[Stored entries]
*****

//! Weather-station display terminal.
//!
//! Everything except the board glue is plain `no_std` logic that builds and
//! tests on the host:
//!
//! - [`display`]: parallel character-display driver over a [`gpio::GpioPort`]
//! - [`keypad`]: 4x3 matrix scanner with rising-edge detection
//! - [`ui`]: page state machine, numeric entry, page renderers
//! - [`alert`]: per-metric thresholds and the alarm condition
//! - [`payload`], [`storage`]: server response and settings codecs
//! - `sim` (feature `sim`): simulated controller, key matrix and collaborators
//!   for tests
//!
//! Usage: `cargo test` (host). The firmware is the `weather-terminal` binary,
//! built with `--features embedded` for `thumbv6m-none-eabi`.

#![cfg_attr(not(test), no_std)]

// Logging macros; must stay first so every module below can use them.
#[macro_use]
mod fmt;

// ═══════════════════════════════════════════════════════════════════════════
// Core (host-testable)
// ═══════════════════════════════════════════════════════════════════════════

pub mod alert;
pub mod config;
pub mod display;
pub mod error;
pub mod gpio;
pub mod keypad;
pub mod link;
pub mod payload;
pub mod power_logic;
#[cfg(any(test, feature = "sim"))]
pub mod sim;
pub mod storage;
pub mod ui;
pub mod weather;

// ═══════════════════════════════════════════════════════════════════════════
// Board glue (Pico W)
// ═══════════════════════════════════════════════════════════════════════════

#[cfg(feature = "embedded")]
pub mod board;
#[cfg(feature = "embedded")]
pub mod net;

pub use error::Error;

// ═══════════════════════════════════════════════════════════════════════════
// Unit Tests - configuration sanity
// ═══════════════════════════════════════════════════════════════════════════

#[cfg(test)]
mod tests {
    use super::config::*;
    use super::display::uses_pin;
    use super::gpio::pin_bit;

    #[test]
    fn display_and_keypad_pins_do_not_overlap() {
        let keypad = KEYPAD_PINS.row_mask() | KEYPAD_PINS.col_mask();
        let display = DISPLAY_PINS.control_mask() | DISPLAY_PINS.data_mask();
        assert_eq!(keypad & display, 0);
        assert!(!uses_pin(&DISPLAY_PINS, BUZZER_PIN));
        assert_eq!(keypad & pin_bit(BUZZER_PIN), 0);
    }

    #[test]
    fn cyw43_pins_are_left_free() {
        let used = KEYPAD_PINS.row_mask()
            | KEYPAD_PINS.col_mask()
            | DISPLAY_PINS.control_mask()
            | DISPLAY_PINS.data_mask()
            | pin_bit(BUZZER_PIN);
        for cyw43 in [23, 24, 25, 29] {
            assert_eq!(used & pin_bit(cyw43), 0, "GP{} is reserved for CYW43", cyw43);
        }
    }

    #[test]
    fn every_button_is_on_the_keypad() {
        for key in [KEY_UP, KEY_DOWN, KEY_SELECT, KEY_BACK, KEY_MUTE, KEY_REFRESH] {
            assert!(KEY_MATRIX.iter().flatten().any(|&symbol| symbol == key));
        }
    }

    #[test]
    fn storage_region_is_sector_aligned_and_inside_flash() {
        assert_eq!(STORAGE_FLASH_START % 4096, 0);
        assert_eq!(STORAGE_FLASH_END % 4096, 0);
        assert!(STORAGE_FLASH_END as usize <= FLASH_SIZE);
        assert!(CYW43_CLM_ADDRESS + CYW43_CLM_LEN <= 0x1000_0000 + STORAGE_FLASH_START as usize);
    }

    #[test]
    fn visible_width_fits_a_ddram_row() {
        assert!(VISIBLE_COLUMNS <= ROW_LENGTH as usize);
        assert_eq!(DDRAM_SIZE, 2 * ROW_LENGTH);
    }
}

*****

▶ [ASSIGNED TASK]
In the entries above, count each line holding "with" and report the total and nothing more.

▶ [WRITTEN REPLY]
2